At 3:13 a.m. ET, the yield on the 10-year Treasury was up by over two basis points to 4.3025%. The 2-year Treasury yield was last at 4.7421% after rising by more than two basis points.

Yields and prices have an inverted relationship. One basis point equals 0.01%.

Investors awaited the release of May’s nonfarm payrolls report as they considered the state of the labor market. Economists surveyed by Dow Jones are expecting payrolls to have increased by 190,000. That would be above April’s 175,000.

This comes after ADP’s private payrolls report showed that companies added 152,000 jobs in May, below the 175,000 estimate.

Along with nonfarm payrolls, the latest wage growth data will also be released Friday.
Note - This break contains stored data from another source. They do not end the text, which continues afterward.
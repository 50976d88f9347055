use anyhow::{Context, Result};
use csv::ReaderBuilder;
use std::path::Path;

/// Load one named column of a headered CSV file as an RRi sequence.
///
/// Column lookup is case-insensitive. Empty cells are skipped; anything else
/// that fails to parse as a number is an error.
pub fn read_rri_column(path: &Path, column: &str) -> Result<Vec<f64>> {
    let mut reader = ReaderBuilder::new()
        .has_headers(true)
        .from_path(path)
        .with_context(|| format!("opening {}", path.display()))?;
    let headers = reader.headers()?.clone();
    let index = headers
        .iter()
        .position(|h| h.eq_ignore_ascii_case(column))
        .with_context(|| format!("missing column '{}'", column))?;
    let mut out = Vec::new();
    for (row, record) in reader.records().enumerate() {
        let record = record.with_context(|| format!("reading row {}", row + 2))?;
        let cell = record
            .get(index)
            .map(str::trim)
            .unwrap_or_default();
        if cell.is_empty() {
            continue;
        }
        let val: f64 = cell
            .parse()
            .with_context(|| format!("row {}: '{}' is not a number", row + 2, cell))?;
        out.push(val);
    }
    if out.is_empty() {
        anyhow::bail!("column '{}' has no numeric samples", column);
    }
    Ok(out)
}
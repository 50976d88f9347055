//! Backend-agnostic figure model for series rendering.
//!
//! The core only describes what to draw; rendering lives behind
//! [`PlotBackend`], implemented by the consumer (the CLI draws with
//! plotters).

use serde::{Deserialize, Serialize};

use crate::series::RRiSeries;

#[derive(Debug, Clone, Serialize, Deserialize)]
pub struct Axis {
    pub label: Option<String>,
}

#[derive(Debug, Clone, Serialize, Deserialize)]
pub struct Style {
    pub width: f32,
    pub dash: Option<[f32; 2]>,
    pub color: Color,
}

#[derive(Debug, Copy, Clone, Serialize, Deserialize)]
pub struct Color(pub u32);

#[derive(Debug, Clone, Serialize, Deserialize)]
pub struct LineSeries {
    pub name: String,
    pub points: Vec<[f64; 2]>,
    pub style: Style,
}

/// One equal-width histogram bin over `[start, end)`; the last bin closes
/// the range.
#[derive(Debug, Clone, Copy, Serialize, Deserialize)]
pub struct HistogramBin {
    pub start: f64,
    pub end: f64,
    pub count: usize,
}

#[derive(Debug, Clone, Serialize, Deserialize)]
pub struct HistogramSeries {
    pub name: String,
    pub bins: Vec<HistogramBin>,
    pub style: Style,
}

#[derive(Debug, Clone, Serialize, Deserialize)]
pub enum Series {
    Line(LineSeries),
    Histogram(HistogramSeries),
}

#[derive(Debug, Clone, Serialize, Deserialize)]
pub struct Figure {
    pub title: Option<String>,
    pub x: Axis,
    pub y: Axis,
    pub series: Vec<Series>,
}

impl Figure {
    pub fn new(title: impl Into<Option<String>>) -> Self {
        Self {
            title: title.into(),
            x: Axis { label: None },
            y: Axis { label: None },
            series: Vec::new(),
        }
    }

    pub fn add_series(&mut self, series: Series) {
        self.series.push(series);
    }
}

pub trait PlotBackend {
    fn draw(&mut self, fig: &Figure) -> anyhow::Result<()>;
}

pub fn decimate_points(points: &[[f64; 2]], max_points: usize) -> Vec<[f64; 2]> {
    if points.len() <= max_points {
        return points.to_vec();
    }
    let bucket_size = points.len() as f64 / max_points as f64;
    let mut result = Vec::with_capacity(max_points);
    for i in 0..max_points {
        let start = (i as f64 * bucket_size).floor() as usize;
        if start >= points.len() {
            break;
        }
        result.push(points[start]);
    }
    result
}

/// Line figure of the series over its time axis.
pub fn figure_from_series(series: &RRiSeries) -> Figure {
    figure_from_series_limit(series, 1024)
}

pub fn figure_from_series_limit(series: &RRiSeries, max_points: usize) -> Figure {
    let points: Vec<[f64; 2]> = series
        .time()
        .iter()
        .zip(series.rri())
        .map(|(&t, &v)| [t, v])
        .collect();
    let decimated = decimate_points(&points, max_points);
    let mut fig = Figure::new(Some("RRi series".into()));
    fig.x.label = Some("Time (s)".into());
    fig.y.label = Some("RRi (ms)".into());
    fig.add_series(Series::Line(LineSeries {
        name: "RRi".into(),
        points: decimated,
        style: Style {
            width: 2.0,
            dash: None,
            color: Color(0xFF0077),
        },
    }));
    fig
}

/// Histogram figure over a value distribution (RRi or heart rate).
pub fn histogram_figure(values: &[f64], bins: usize, label: &str) -> Figure {
    let mut fig = Figure::new(Some(format!("{} distribution", label)));
    fig.x.label = Some(label.into());
    fig.y.label = Some("Frequency".into());
    fig.add_series(Series::Histogram(HistogramSeries {
        name: label.into(),
        bins: bin_values(values, bins),
        style: Style {
            width: 1.0,
            dash: None,
            color: Color(0x3377BB),
        },
    }));
    fig
}

fn bin_values(values: &[f64], bins: usize) -> Vec<HistogramBin> {
    if values.is_empty() || bins == 0 {
        return Vec::new();
    }
    let min = values.iter().copied().fold(f64::INFINITY, f64::min);
    let max = values.iter().copied().fold(f64::NEG_INFINITY, f64::max);
    let width = if max > min {
        (max - min) / bins as f64
    } else {
        1.0
    };
    let mut out: Vec<HistogramBin> = (0..bins)
        .map(|i| HistogramBin {
            start: min + i as f64 * width,
            end: min + (i + 1) as f64 * width,
            count: 0,
        })
        .collect();
    for &v in values {
        let mut idx = ((v - min) / width) as usize;
        if idx >= bins {
            idx = bins - 1;
        }
        out[idx].count += 1;
    }
    out
}

#[cfg(test)]
mod tests {
    use super::*;

    #[test]
    fn figure_carries_time_and_axis_labels() {
        let series = RRiSeries::new(vec![800.0, 810.0, 790.0]).unwrap();
        let fig = figure_from_series(&series);
        assert_eq!(fig.x.label.as_deref(), Some("Time (s)"));
        assert_eq!(fig.y.label.as_deref(), Some("RRi (ms)"));
        match &fig.series[0] {
            Series::Line(line) => {
                assert_eq!(line.points.len(), 3);
                assert_eq!(line.points[0], [0.0, 800.0]);
            }
            other => panic!("expected line series, got {:?}", other),
        }
    }

    #[test]
    fn decimation_caps_point_count() {
        let points: Vec<[f64; 2]> = (0..5000).map(|i| [i as f64, 0.0]).collect();
        assert_eq!(decimate_points(&points, 1024).len(), 1024);
        assert_eq!(decimate_points(&points, 10_000).len(), 5000);
    }

    #[test]
    fn histogram_counts_every_sample() {
        let values = [800.0, 810.0, 790.0, 815.0, 805.0];
        let fig = histogram_figure(&values, 4, "RRi (ms)");
        match &fig.series[0] {
            Series::Histogram(hist) => {
                assert_eq!(hist.bins.len(), 4);
                let total: usize = hist.bins.iter().map(|b| b.count).sum();
                assert_eq!(total, values.len());
            }
            other => panic!("expected histogram series, got {:?}", other),
        }
    }

    #[test]
    fn flat_distribution_gets_unit_width_bin() {
        let fig = histogram_figure(&[1000.0, 1000.0], 4, "RRi (ms)");
        match &fig.series[0] {
            Series::Histogram(hist) => {
                assert_eq!(hist.bins.iter().map(|b| b.count).sum::<usize>(), 2);
            }
            other => panic!("expected histogram series, got {:?}", other),
        }
    }
}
Economists are expecting that wages grew 3.9% year over year, according to a Dow Jones survey.

Many investors are hoping that Friday’s data will indicate that the labor market and economy are slowing, as this could be a signal that the Federal Reserve could consider easing monetary policy and cutting interest rates.

The Fed is due to meet next week, but is widely expected to keep rates unchanged then as well as at their July meeting. CME Group’s FedWatch tool showed that traders are pricing in a 68% chance for a rate cut for September.

The European Central Bank on Thursday moved to cut interest rates for the first time since 2019, even as inflationary pressures linger. Questions remain about whether there will be additional cuts this year, and if so, how many.